Last week I had the pleasure to attend and present at the Security Zone 2012 conference in Cali, Colombia. First of all, I have to say that the Colombian people I met were friendly, warm and gracious. Edgar Rojas and his team did a great job of putting on the conference and making us feel welcomed. My travel partner Bryon Indriago of Security Innovation, who manages Latin America for us and speaks Spanish, made getting around easy and fun. It was a great trip.
Wendy Nather of the 451 Group and I presented together at the conference with me filling in for our CEO Ed Adams. Wendy and I talked about several topics in application security ranging from secure SDLC and Agile, to WAFs, to metrics like time-to-fix a vulnerability, at the end asking ourselves if application security is actually getting better. We presented in a two-person panel format asking each other these questions. In planning for the presentation we discovered a mutual love of Star Trek, so we also looked at these topics by imagining the different perspectives that would be taken by Captains Kirk and Picard if they were responsible for application security. Kirk represented the more hands on, action oriented CISO while Picard acted as a proxy for a more planning and managing oriented strategic CISO. It was great fun, well received and I want to publically thank Wendy for being great to work with on this and doing such a great job in the presentation. She definitely carried us!
My time at the conference and the questions we received at the presentation definitely opened my eyes to the state of information security in Colombia. The meetings we had in Bogota prior to the conference time in Cali also helped. Colombian IT security people are as aware and advanced in their thinking as any I have met anywhere in the world. They are clearly taking IT security seriously. More specifically there are people there beginning to take Application Security seriously and making great strides which is as much as you can say about anywhere in the world. If you are interested in this and another perspective, also see Wendy’s conference wrap-up posted on the Security Zone site above.
The only bad thing that happened on the trip (well, aside from some flight delays) was the fact that when checking out of the hotel in Cali, American Express denied my charge. This made for a harrowing 20 minutes at 6am trying to make an 8am flight which was the only flight out to the US on my airline. Thank you very much to the Intercontinental for taking a card imprint and letting us go. They handled it well and made a happy customer. I have since made sure they were paid.

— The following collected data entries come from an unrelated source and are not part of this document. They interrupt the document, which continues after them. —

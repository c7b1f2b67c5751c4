//! Modelvault CLI binary.
//!
//! - Store a file by content digest
//! - Delete stored bytes by locator
//! - Resolve a locator to a servable path or presigned URL
//!
//! Results are printed to stdout as JSON; logs go to stderr.

use clap::Parser;
use tracing_subscriber::EnvFilter;

mod cli;

#[tokio::main]
async fn main() -> Result<(), Box<dyn std::error::Error>> {
    use cli::{Cli, Commands, delete_artifact, open_store, put_artifact, resolve_artifact};

    // Load .env file if present
    let _ = dotenvy::dotenv();

    let cli = Cli::parse();

    // RUST_LOG wins unless --verbose was given
    let filter = if cli.verbose {
        EnvFilter::new("debug")
    } else {
        EnvFilter::try_from_default_env().unwrap_or_else(|_| EnvFilter::new("info"))
    };

    tracing_subscriber::fmt()
        .with_env_filter(filter)
        .with_target(false)
        .with_writer(std::io::stderr)
        .init();

    let store = open_store(cli.config.as_deref()).await?;

    match cli.command {
        Commands::Put { path, name, mime } => {
            put_artifact(&store, &path, name.as_deref(), mime.as_deref()).await?;
        }

        Commands::Rm { locator } => {
            delete_artifact(&store, &locator).await?;
        }

        Commands::Resolve { locator } => {
            resolve_artifact(&store, &locator).await?;
        }
    }

    Ok(())
}
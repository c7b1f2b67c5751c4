//! Artifact command handlers.

use modelvault::{
    ArtifactRecord, ArtifactStore, DownloadTarget, JsonError, StorageError, StorageErrorKind,
    StorageLocator, StorageSettings, TransferRegistry, VaultResult,
};
use serde_json::json;
use std::path::Path;
use std::sync::Arc;

/// Build the store from settings, using `config` when given.
pub async fn open_store(config: Option<&Path>) -> VaultResult<ArtifactStore> {
    let settings = match config {
        Some(path) => StorageSettings::load_file(path)?,
        None => StorageSettings::load()?,
    };
    ArtifactStore::from_settings(&settings, Arc::new(TransferRegistry::new())).await
}

/// Store a file and print its record.
pub async fn put_artifact(
    store: &ArtifactStore,
    path: &Path,
    name: Option<&str>,
    mime: Option<&str>,
) -> VaultResult<()> {
    let record = store_file(store, path, name, mime).await?;
    print_json(&record)
}

/// Delete stored bytes and print the locator that was removed.
pub async fn delete_artifact(store: &ArtifactStore, locator: &str) -> VaultResult<()> {
    let locator = StorageLocator::decode(locator)?;
    store.delete_artifact(&locator).await?;
    print_json(&json!({ "deleted": locator.encode() }))
}

/// Print how a locator would be served.
pub async fn resolve_artifact(store: &ArtifactStore, locator: &str) -> VaultResult<()> {
    let locator = StorageLocator::decode(locator)?;
    let target = store.resolve_download(&locator).await?;
    print_json(&target_json(&target))
}

async fn store_file(
    store: &ArtifactStore,
    path: &Path,
    name: Option<&str>,
    mime: Option<&str>,
) -> VaultResult<ArtifactRecord> {
    let file = tokio::fs::File::open(path).await.map_err(|e| {
        StorageError::new(StorageErrorKind::FileRead(format!("{}: {}", path.display(), e)))
    })?;
    let total = file.metadata().await.ok().map(|m| m.len());

    let filename = match name {
        Some(name) => name.to_string(),
        None => path
            .file_name()
            .map(|n| n.to_string_lossy().to_string())
            .unwrap_or_default(),
    };

    let stored = store.store_reader(&filename, total, file).await?;
    Ok(ArtifactRecord::new(stored, mime))
}

fn target_json(target: &DownloadTarget) -> serde_json::Value {
    match target {
        DownloadTarget::LocalFile(path) => json!({ "file": path.display().to_string() }),
        DownloadTarget::Redirect(url) => json!({ "redirect": url }),
    }
}

fn print_json<T: serde::Serialize + ?Sized>(value: &T) -> VaultResult<()> {
    let json = serde_json::to_string_pretty(value).map_err(JsonError::from)?;
    println!("{}", json);
    Ok(())
}
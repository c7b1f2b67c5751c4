//! Configuration error types.

/// Kinds of configuration errors.
#[derive(Debug, Clone, PartialEq, Eq, derive_more::Display)]
pub enum ConfigErrorKind {
    /// A settings source could not be read or deserialized
    #[display("Failed to load settings: {}", _0)]
    Load(String),
    /// A setting was read but its value is unusable
    #[display("Invalid value for {}: {}", key, reason)]
    InvalidValue {
        /// Setting name, as spelled in the environment
        key: String,
        /// What is wrong with it
        reason: String,
    },
}

/// Configuration error with location tracking.
///
/// # Examples
///
/// ```
/// use modelvault_error::{ConfigError, ConfigErrorKind};
///
/// let err = ConfigError::invalid("STORAGE_DIR", "must not be empty");
/// assert!(matches!(err.kind, ConfigErrorKind::InvalidValue { .. }));
/// assert!(format!("{}", err).contains("STORAGE_DIR"));
/// ```
#[derive(Debug, Clone, derive_more::Display, derive_more::Error)]
#[display("Configuration Error: {} at line {} in {}", kind, line, file)]
pub struct ConfigError {
    /// The kind of error that occurred
    pub kind: ConfigErrorKind,
    /// Line number where error was created
    pub line: u32,
    /// File where error was created
    pub file: &'static str,
}

impl ConfigError {
    /// Create a new configuration error with automatic location tracking.
    #[track_caller]
    pub fn new(kind: ConfigErrorKind) -> Self {
        let location = std::panic::Location::caller();
        Self {
            kind,
            line: location.line(),
            file: location.file(),
        }
    }

    /// A settings source failed to load.
    #[track_caller]
    pub fn load(message: impl Into<String>) -> Self {
        Self::new(ConfigErrorKind::Load(message.into()))
    }

    /// A setting has an unusable value.
    #[track_caller]
    pub fn invalid(key: impl Into<String>, reason: impl Into<String>) -> Self {
        Self::new(ConfigErrorKind::InvalidValue {
            key: key.into(),
            reason: reason.into(),
        })
    }
}
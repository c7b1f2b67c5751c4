//! JSON error types.

/// JSON serialization error with source location.
#[derive(Debug, Clone, derive_more::Display, derive_more::Error)]
#[display("JSON Error: {} at line {} in {}", message, line, file)]
pub struct JsonError {
    /// The underlying error message
    pub message: String,
    /// Line number where the error occurred
    pub line: u32,
    /// File where the error occurred
    pub file: &'static str,
}

impl JsonError {
    /// Create a new JsonError with the given message at the current location.
    #[track_caller]
    pub fn new(message: impl Into<String>) -> Self {
        let location = std::panic::Location::caller();
        Self {
            message: message.into(),
            line: location.line(),
            file: location.file(),
        }
    }
}

#[cfg(feature = "json")]
impl From<serde_json::Error> for JsonError {
    #[track_caller]
    fn from(err: serde_json::Error) -> Self {
        JsonError::new(err.to_string())
    }
}
//! CLI command definitions.

use clap::{Parser, Subcommand};
use std::path::PathBuf;

/// Modelvault - content-addressed storage for model artifacts
#[derive(Parser, Debug)]
#[command(name = "modelvault")]
#[command(about = "Content-addressed storage for model artifacts", long_about = None)]
#[command(version)]
pub struct Cli {
    /// Command to execute
    #[command(subcommand)]
    pub command: Commands,

    /// Settings file (defaults to ./modelvault.toml when present)
    #[arg(short, long, global = true)]
    pub config: Option<PathBuf>,

    /// Enable verbose logging
    #[arg(short, long, global = true)]
    pub verbose: bool,
}

/// Available commands
#[derive(Subcommand, Debug)]
pub enum Commands {
    /// Store a file and print its record
    Put {
        /// File to upload
        path: PathBuf,

        /// Filename to store under (defaults to the file's own name)
        #[arg(long)]
        name: Option<String>,

        /// MIME type to record
        #[arg(long)]
        mime: Option<String>,
    },

    /// Delete the bytes behind a storage locator
    Rm {
        /// Locator as printed by `put`
        locator: String,
    },

    /// Show how a storage locator would be served
    Resolve {
        /// Locator as printed by `put`
        locator: String,
    },
}
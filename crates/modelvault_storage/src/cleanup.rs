//! Best-effort removal of staging files and leftovers.
//!
//! Cleanup never fails an operation. Its outcome is reported as a
//! [`Cleanup`] value and logged, unlike finalize errors which propagate.

use std::io::ErrorKind;
use std::path::Path;

/// Outcome of a best-effort removal.
#[derive(Debug, Clone, PartialEq, Eq, derive_more::Display)]
pub enum Cleanup {
    /// The target was removed
    #[display("removed")]
    Removed,
    /// The target did not exist
    #[display("already gone")]
    AlreadyGone,
    /// The target was still in use and left in place
    #[display("kept")]
    Kept,
    /// Removal failed; the failure was logged and swallowed
    #[display("failed: {}", _0)]
    Failed(String),
}

impl Cleanup {
    /// Whether nothing is left behind.
    pub fn is_clean(&self) -> bool {
        !matches!(self, Cleanup::Failed(_))
    }

    fn from_result(path: &Path, result: std::io::Result<()>) -> Self {
        match result {
            Ok(()) => Cleanup::Removed,
            Err(e) if e.kind() == ErrorKind::NotFound => Cleanup::AlreadyGone,
            Err(e) => {
                tracing::warn!(path = %path.display(), error = %e, "Best-effort cleanup failed");
                Cleanup::Failed(e.to_string())
            }
        }
    }
}

/// Remove a file, swallowing and logging any failure.
pub async fn remove_file(path: &Path) -> Cleanup {
    Cleanup::from_result(path, tokio::fs::remove_file(path).await)
}

/// Blocking variant of [`remove_file`], for `Drop` and blocking threads.
pub fn remove_file_blocking(path: &Path) -> Cleanup {
    Cleanup::from_result(path, std::fs::remove_file(path))
}

/// Remove a directory only if it is empty.
///
/// A non-empty directory is reported as [`Cleanup::Kept`].
pub async fn remove_dir_if_empty(path: &Path) -> Cleanup {
    match tokio::fs::remove_dir(path).await {
        Ok(()) => Cleanup::Removed,
        Err(e) if e.kind() == ErrorKind::NotFound => Cleanup::AlreadyGone,
        Err(e) if e.kind() == ErrorKind::DirectoryNotEmpty => Cleanup::Kept,
        Err(e) => {
            tracing::debug!(path = %path.display(), error = %e, "Directory left in place");
            Cleanup::Failed(e.to_string())
        }
    }
}
#[tokio::test]
async fn test_delete_is_idempotent() {
    let temp_dir = TempDir::new().unwrap();
    let store = store(&temp_dir);

    let mut upload = store.begin_upload("delete-me.bin", None).await.unwrap();
    upload.write_chunk(b"bytes").await.unwrap();
    let stored = upload.complete().await.unwrap();
    let path = stored.locator().as_path().unwrap().to_path_buf();

    store.delete_artifact(stored.locator()).await.unwrap();
    assert!(!path.exists());
    // Empty digest directory is pruned
    assert!(!path.parent().unwrap().exists());

    store.delete_artifact(stored.locator()).await.unwrap();
}

#[tokio::test]
async fn test_delete_keeps_sibling() {
    let temp_dir = TempDir::new().unwrap();
    let store = store(&temp_dir);

    let stored_a = store
        .store_blocking("a.bin", None, vec![Ok::<_, std::io::Error>(b"shared".to_vec())])
        .await
        .unwrap();
    let stored_b = store
        .store_blocking("b.bin", None, vec![Ok::<_, std::io::Error>(b"shared".to_vec())])
        .await
        .unwrap();

    store.delete_artifact(stored_a.locator()).await.unwrap();
    assert!(stored_b.locator().as_path().unwrap().exists());
}

#[tokio::test]
async fn test_resolve_download() {
    let temp_dir = TempDir::new().unwrap();
    let store = store(&temp_dir);

    let mut upload = store.begin_upload("serve.bin", None).await.unwrap();
    upload.write_chunk(b"payload").await.unwrap();
    let stored = upload.complete().await.unwrap();

    let target = store.resolve_download(stored.locator()).await.unwrap();
    assert_eq!(
        target,
        DownloadTarget::LocalFile(stored.locator().as_path().unwrap().to_path_buf())
    );

    store.delete_artifact(stored.locator()).await.unwrap();
    let err = store.resolve_download(stored.locator()).await.unwrap_err();
    assert!(matches!(err.storage_kind(), Some(StorageErrorKind::NotFound(_))));
}
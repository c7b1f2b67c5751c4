//! Top-level error wrapper types.

use crate::{ConfigError, JsonError, StorageError};

/// Every error the modelvault crates can produce.
///
/// # Examples
///
/// ```
/// use modelvault_error::{ConfigError, VaultError};
///
/// let err: VaultError = ConfigError::load("modelvault.toml: expected a table").into();
/// assert!(format!("{}", err).contains("Configuration Error"));
/// ```
#[derive(Debug, derive_more::From, derive_more::Display, derive_more::Error)]
pub enum VaultErrorKind {
    /// Storage subsystem error
    #[from(StorageError)]
    Storage(StorageError),
    /// Configuration error
    #[from(ConfigError)]
    Config(ConfigError),
    /// JSON serialization error
    #[from(JsonError)]
    Json(JsonError),
}

/// Modelvault error with kind discrimination.
#[derive(Debug, derive_more::Display, derive_more::Error)]
#[display("Modelvault Error: {}", _0)]
pub struct VaultError(Box<VaultErrorKind>);

impl VaultError {
    /// Create a new error from a kind.
    pub fn new(kind: VaultErrorKind) -> Self {
        Self(Box::new(kind))
    }

    /// Get the error kind.
    pub fn kind(&self) -> &VaultErrorKind {
        &self.0
    }

    /// The storage error kind, if this is a storage error.
    pub fn storage_kind(&self) -> Option<&crate::StorageErrorKind> {
        match self.kind() {
            VaultErrorKind::Storage(err) => Some(&err.kind),
            _ => None,
        }
    }
}

// Generic From implementation for any type that converts to VaultErrorKind
impl<T> From<T> for VaultError
where
    T: Into<VaultErrorKind>,
{
    fn from(err: T) -> Self {
        Self::new(err.into())
    }
}

/// Result type for modelvault operations.
pub type VaultResult<T> = std::result::Result<T, VaultError>;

This denial was despite the fact that I dutifully called and informed AMEX of my trip, and that a hotel charge on the last day of the trip should not be suspicious. What should be an easy charge to clear ended up a false positive in the fraud monitoring system that will likely lose American Express a 30 year customer with a lot of charging left to do. Their customer support when I called to talk about this didn’t help either, and that used to be one of their strongest positives.
This whole incident happening on the heels of the presentation got me thinking about false positives and WAFs. Wendy pointed out in our presentation that a vast majority of WAFs are deployed in detect only mode, and this kind of false positive is exactly the reason. Denying service based on a false positive can be worse than the risk of a false negative or an unblocked attack. This is yet another rationale that when possible, the application needs to be secure in itself rather than using anomaly detection to guess at what might be an attack. The application can know what it expects and service legitimate requests while blocking things that fall outside of its parameters. WAFs do have their place as I discussed already, but a WAF or other filtering or proxying technology has to guess, and that can lead to bad things happening. Like losing customers because you have security (or fraud detection) driving business processes instead of the other way around.